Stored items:

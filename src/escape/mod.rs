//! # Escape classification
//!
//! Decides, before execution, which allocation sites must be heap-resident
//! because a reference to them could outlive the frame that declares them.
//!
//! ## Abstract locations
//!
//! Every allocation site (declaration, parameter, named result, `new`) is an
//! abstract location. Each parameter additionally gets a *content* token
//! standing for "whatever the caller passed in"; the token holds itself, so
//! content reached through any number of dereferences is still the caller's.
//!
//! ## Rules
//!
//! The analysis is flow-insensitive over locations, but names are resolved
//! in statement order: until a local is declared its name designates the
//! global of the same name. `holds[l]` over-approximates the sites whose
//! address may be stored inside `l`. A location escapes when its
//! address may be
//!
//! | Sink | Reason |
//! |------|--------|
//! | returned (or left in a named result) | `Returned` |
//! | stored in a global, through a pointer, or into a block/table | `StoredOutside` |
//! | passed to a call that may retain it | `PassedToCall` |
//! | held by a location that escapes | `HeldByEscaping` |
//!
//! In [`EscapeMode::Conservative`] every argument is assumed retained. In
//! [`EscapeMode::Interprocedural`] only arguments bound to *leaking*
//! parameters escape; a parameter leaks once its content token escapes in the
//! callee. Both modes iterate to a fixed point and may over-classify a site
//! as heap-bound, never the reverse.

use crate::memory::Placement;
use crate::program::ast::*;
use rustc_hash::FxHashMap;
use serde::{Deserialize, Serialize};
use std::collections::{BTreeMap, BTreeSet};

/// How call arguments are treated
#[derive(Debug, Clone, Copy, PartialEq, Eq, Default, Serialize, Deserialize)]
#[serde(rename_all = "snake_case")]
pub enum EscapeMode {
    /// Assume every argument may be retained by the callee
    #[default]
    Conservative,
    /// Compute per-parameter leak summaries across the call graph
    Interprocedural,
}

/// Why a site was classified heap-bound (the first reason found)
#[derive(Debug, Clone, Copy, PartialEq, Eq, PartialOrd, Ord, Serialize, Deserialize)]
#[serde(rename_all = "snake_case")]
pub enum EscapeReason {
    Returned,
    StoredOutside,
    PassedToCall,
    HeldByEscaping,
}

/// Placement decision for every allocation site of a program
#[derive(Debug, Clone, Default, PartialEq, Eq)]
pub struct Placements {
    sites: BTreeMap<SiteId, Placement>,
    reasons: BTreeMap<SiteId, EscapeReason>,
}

▸ **TASK DETAILS**:
Retype exactly the line with "Ord, Serialize, Deserialize)]" and each line after it until the records end, and include no other line.

▸ **REPLY**:
#[derive(Debug, Clone, Copy, PartialEq, Eq, PartialOrd, Ord, Serialize, Deserialize)]
#[serde(rename_all = "snake_case")]
pub enum EscapeReason {
    Returned,
    StoredOutside,
    PassedToCall,
    HeldByEscaping,
}

/// Placement decision for every allocation site of a program
#[derive(Debug, Clone, Default, PartialEq, Eq)]
pub struct Placements {
    sites: BTreeMap<SiteId, Placement>,
    reasons: BTreeMap<SiteId, EscapeReason>,
}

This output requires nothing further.